Task objective: Select the lines below containing the word "rusqlite".

**** Data

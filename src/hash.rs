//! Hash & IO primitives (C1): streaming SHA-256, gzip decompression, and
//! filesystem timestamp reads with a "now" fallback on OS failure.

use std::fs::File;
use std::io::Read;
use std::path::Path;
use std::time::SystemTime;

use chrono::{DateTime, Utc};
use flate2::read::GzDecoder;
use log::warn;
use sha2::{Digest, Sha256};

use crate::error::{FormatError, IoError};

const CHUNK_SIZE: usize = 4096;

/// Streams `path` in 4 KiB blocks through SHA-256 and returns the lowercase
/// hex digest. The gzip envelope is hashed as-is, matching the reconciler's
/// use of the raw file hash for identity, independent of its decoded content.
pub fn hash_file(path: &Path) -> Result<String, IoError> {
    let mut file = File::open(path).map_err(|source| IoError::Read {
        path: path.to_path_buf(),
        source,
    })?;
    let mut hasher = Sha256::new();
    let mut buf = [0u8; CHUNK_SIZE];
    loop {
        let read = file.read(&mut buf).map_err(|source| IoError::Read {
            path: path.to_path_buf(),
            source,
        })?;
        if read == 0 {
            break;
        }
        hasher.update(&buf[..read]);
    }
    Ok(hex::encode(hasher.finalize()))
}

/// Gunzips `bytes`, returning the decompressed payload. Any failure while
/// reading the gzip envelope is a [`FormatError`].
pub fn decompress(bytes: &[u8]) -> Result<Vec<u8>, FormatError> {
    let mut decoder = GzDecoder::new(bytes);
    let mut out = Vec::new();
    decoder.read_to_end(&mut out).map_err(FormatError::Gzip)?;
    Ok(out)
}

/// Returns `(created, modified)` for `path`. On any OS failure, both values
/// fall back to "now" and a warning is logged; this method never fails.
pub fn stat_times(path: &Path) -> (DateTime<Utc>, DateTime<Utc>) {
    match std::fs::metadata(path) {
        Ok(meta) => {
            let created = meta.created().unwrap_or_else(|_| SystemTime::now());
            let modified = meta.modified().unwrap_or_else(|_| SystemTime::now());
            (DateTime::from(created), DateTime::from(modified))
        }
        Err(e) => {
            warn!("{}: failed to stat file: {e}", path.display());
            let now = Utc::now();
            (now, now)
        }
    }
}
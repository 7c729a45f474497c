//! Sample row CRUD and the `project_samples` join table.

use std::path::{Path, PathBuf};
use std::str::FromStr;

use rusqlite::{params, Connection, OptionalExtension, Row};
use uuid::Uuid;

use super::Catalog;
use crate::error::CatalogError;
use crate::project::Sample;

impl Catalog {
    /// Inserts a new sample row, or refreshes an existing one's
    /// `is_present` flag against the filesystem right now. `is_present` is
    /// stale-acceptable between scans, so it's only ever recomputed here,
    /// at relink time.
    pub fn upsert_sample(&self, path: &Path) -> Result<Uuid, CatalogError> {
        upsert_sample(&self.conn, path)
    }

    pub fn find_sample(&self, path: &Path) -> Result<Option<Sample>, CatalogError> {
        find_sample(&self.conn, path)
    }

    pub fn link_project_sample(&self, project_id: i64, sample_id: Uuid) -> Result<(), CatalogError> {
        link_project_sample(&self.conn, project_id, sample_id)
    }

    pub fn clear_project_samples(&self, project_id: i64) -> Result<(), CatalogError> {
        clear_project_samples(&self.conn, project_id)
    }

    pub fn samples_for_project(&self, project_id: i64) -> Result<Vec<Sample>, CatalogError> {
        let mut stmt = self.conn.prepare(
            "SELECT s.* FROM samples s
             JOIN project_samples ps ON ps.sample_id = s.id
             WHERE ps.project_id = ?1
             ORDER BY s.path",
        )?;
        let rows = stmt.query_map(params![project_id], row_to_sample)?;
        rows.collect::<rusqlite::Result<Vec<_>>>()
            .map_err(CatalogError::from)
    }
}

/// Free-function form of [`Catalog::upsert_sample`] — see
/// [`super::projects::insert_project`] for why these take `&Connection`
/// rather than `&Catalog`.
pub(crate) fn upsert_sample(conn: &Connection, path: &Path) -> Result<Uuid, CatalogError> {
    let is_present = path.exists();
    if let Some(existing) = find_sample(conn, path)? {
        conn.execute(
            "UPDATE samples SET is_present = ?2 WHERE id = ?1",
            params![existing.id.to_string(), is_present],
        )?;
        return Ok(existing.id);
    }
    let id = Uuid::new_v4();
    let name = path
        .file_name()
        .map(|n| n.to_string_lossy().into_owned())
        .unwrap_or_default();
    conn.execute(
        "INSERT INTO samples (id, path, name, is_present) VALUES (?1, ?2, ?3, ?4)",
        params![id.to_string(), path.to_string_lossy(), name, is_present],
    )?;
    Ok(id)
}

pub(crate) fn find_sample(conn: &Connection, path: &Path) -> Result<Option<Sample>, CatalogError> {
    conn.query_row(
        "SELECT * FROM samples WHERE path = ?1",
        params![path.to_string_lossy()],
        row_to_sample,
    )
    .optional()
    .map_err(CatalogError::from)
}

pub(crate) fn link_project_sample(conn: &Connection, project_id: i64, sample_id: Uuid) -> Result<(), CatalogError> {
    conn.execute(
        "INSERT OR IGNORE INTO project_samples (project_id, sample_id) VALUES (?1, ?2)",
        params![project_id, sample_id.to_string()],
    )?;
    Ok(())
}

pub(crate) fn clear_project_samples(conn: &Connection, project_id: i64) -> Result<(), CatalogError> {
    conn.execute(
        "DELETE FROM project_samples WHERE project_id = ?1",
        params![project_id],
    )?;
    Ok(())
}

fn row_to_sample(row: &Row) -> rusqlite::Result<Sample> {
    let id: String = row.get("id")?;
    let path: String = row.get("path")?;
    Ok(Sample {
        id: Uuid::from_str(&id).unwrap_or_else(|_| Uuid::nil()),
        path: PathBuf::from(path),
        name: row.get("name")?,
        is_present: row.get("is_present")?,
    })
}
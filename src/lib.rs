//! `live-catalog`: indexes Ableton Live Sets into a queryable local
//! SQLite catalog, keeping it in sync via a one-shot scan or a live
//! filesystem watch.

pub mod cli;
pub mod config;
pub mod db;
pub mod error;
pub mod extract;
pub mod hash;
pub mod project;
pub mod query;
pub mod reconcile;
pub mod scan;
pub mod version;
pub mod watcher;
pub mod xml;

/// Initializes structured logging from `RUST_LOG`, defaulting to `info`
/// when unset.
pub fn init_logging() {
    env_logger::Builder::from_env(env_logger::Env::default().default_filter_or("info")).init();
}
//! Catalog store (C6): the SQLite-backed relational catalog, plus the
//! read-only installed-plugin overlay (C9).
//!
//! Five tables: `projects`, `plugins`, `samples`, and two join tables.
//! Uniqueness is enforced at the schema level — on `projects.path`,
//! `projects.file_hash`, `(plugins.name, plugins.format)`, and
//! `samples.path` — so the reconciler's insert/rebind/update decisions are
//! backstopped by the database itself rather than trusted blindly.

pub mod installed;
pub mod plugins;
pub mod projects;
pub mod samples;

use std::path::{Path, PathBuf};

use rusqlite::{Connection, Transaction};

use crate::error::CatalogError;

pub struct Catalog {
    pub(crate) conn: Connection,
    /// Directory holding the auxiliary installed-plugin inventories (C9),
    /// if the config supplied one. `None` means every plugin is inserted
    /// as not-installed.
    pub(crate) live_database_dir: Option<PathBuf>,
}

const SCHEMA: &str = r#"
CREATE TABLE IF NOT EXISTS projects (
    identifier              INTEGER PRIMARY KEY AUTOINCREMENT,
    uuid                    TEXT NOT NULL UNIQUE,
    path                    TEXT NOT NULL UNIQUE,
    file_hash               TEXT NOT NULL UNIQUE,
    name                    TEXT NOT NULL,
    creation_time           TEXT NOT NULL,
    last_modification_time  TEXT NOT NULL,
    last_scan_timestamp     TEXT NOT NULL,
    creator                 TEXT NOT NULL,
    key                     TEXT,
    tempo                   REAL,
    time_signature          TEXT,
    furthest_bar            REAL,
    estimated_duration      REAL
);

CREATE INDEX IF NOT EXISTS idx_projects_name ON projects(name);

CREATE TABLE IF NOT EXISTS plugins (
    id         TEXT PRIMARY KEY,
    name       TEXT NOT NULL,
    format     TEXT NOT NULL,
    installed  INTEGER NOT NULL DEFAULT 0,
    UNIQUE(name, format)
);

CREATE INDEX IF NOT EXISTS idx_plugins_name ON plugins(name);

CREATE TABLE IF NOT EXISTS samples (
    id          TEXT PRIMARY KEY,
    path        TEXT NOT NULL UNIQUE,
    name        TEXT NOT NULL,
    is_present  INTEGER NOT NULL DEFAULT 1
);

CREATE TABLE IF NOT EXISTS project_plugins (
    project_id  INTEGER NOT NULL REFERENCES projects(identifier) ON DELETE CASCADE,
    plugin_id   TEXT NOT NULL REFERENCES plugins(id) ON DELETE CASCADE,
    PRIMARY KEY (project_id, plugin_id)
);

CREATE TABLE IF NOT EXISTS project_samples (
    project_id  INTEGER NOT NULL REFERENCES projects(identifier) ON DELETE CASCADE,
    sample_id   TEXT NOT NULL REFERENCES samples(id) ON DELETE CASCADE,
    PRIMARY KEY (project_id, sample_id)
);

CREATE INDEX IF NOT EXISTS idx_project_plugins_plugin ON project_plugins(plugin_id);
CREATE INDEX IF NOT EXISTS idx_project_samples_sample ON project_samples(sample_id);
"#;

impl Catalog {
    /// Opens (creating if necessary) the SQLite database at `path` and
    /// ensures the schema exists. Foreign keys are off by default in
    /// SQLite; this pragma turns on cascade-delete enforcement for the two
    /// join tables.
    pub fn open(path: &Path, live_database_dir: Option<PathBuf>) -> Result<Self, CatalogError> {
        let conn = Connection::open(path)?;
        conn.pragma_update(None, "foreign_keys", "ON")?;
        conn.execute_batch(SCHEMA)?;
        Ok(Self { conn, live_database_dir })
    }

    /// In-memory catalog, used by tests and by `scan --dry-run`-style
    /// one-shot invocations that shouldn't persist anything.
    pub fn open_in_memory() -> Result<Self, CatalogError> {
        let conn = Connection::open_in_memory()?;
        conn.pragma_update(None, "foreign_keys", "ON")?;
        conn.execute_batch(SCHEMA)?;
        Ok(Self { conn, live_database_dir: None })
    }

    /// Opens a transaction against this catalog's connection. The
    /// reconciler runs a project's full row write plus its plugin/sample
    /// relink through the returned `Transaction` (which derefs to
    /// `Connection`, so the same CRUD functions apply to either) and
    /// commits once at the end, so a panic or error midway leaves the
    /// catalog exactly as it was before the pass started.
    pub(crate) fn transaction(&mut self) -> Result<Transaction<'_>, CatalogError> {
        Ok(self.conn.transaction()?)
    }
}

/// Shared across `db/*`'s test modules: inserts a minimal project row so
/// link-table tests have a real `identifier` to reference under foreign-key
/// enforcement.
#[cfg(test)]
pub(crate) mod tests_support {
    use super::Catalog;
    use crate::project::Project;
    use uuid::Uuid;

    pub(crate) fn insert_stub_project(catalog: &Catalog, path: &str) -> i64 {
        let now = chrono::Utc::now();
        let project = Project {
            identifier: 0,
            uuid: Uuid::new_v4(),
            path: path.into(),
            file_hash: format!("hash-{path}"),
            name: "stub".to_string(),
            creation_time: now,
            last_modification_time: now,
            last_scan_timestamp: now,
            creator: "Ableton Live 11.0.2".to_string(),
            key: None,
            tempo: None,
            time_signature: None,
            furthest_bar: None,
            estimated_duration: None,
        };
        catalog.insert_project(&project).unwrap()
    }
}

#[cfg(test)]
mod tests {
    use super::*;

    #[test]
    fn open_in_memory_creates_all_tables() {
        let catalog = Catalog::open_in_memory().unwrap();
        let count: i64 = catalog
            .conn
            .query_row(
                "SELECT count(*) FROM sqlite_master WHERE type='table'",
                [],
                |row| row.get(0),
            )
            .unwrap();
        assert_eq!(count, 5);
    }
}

********

Result:
use rusqlite::{params, Connection, OptionalExtension, Row};
        rows.collect::<rusqlite::Result<Vec<_>>>()
fn row_to_sample(row: &Row) -> rusqlite::Result<Sample> {
use rusqlite::{Connection, Transaction};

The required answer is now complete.